To probe the relationship between ‘neural’ variability and action variability, we focused on two components of the network: the latent variability, a part of the latent encoding that parametrizes the variability of a 60-dimensional Gaussian distribution, and the action the network outputs. We used the generative nature of the latent encoding to relate latent variability at a given time point (‘instantaneous’ latent variability) to the variability of the distribution of actions that emerge from repeated resampling of this latent encoding (‘instantaneous’ action variability; Fig. 5 A). We use the phrase instantaneous variability to differentiate from other types of variability, such as trial-to-trial variability or temporal variability. Importantly, these quantities can only be directly accessed through simulation.

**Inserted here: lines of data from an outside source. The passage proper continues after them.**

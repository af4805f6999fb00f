//! `drt-demand`: trip requests and their lifecycle.
//!
//! # Crate layout
//!
//! | Module       | Contents                                                    |
//! |--------------|-------------------------------------------------------------|
//! | [`request`]  | `Request`, `PickupWindow`, `RequestStatus`, `CancelReason`  |
//! | [`registry`] | `RequestRegistry`, `RequestEntry`                           |
//! | [`loader`]   | `load_requests_csv`, `load_requests_reader`                 |
//! | [`random`]   | `RandomDemand` seeded generator                             |
//! | [`error`]    | `DemandError`, `DemandResult<T>`                            |
//!
//! # Lifecycle
//!
//! ```text
//! submit ──► Unplanned ──► Planned ──► Performed
//!                │            │
//!                └────────────┴──► Cancelled(reason)
//! ```
//!
//! Performed and cancelled requests move to an archive and stay queryable.

pub mod error;
pub mod loader;
pub mod random;
pub mod registry;
pub mod request;

#[cfg(test)]
mod tests;

pub use error::{DemandError, DemandResult};
pub use loader::{load_requests_csv, load_requests_reader};
pub use random::{RandomDemand, RandomDemandConfig};
pub use registry::{RequestEntry, RequestRegistry};
pub use request::{CancelReason, PickupWindow, Request, RequestStatus};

Figure 5. — A) We estimate instantaneous action variability as the standard deviation of the set of actions obtained by resampling the latent space 50 times at every step. To avoid long-term temporal dependencies, simulations in this figure use a torque-actuated controller with a multi-layer perceptron decoder and a KL regularization coefficient of 1e-3. B) Action variability differs as a function of behavior (p < .001, one-sided permutation test; see methods). Each sphere corresponds to a single actuator; its color and size indicate its normalized action variability during the designated behavior. C) RDMs of action variability and latent variability across behaviors. D) Trajectories of six latent dimensions along which variability was differentially regulated across behavior. E) Scatter plot depicting the latent variability at single time points plotted on the first two linear discriminants for three behavioral categories. The population latent variability discriminates behaviors (p < .001, one-sided permutation test; see methods). F) Schematic depicting changes to the structure of latent variability (see text). G) The deviations from normal variability structure reduce the model’s robustness to noise (p < .001, one-sided Welch’s t-test) H) and termination rate (p < .001, one-sided Chi-squared test). Lines indicate significant differences between conditions. **I) (**Schematic) The latent variability is differentially shaped as a function of behavior to structure action variability in accordance with the minimal intervention principle.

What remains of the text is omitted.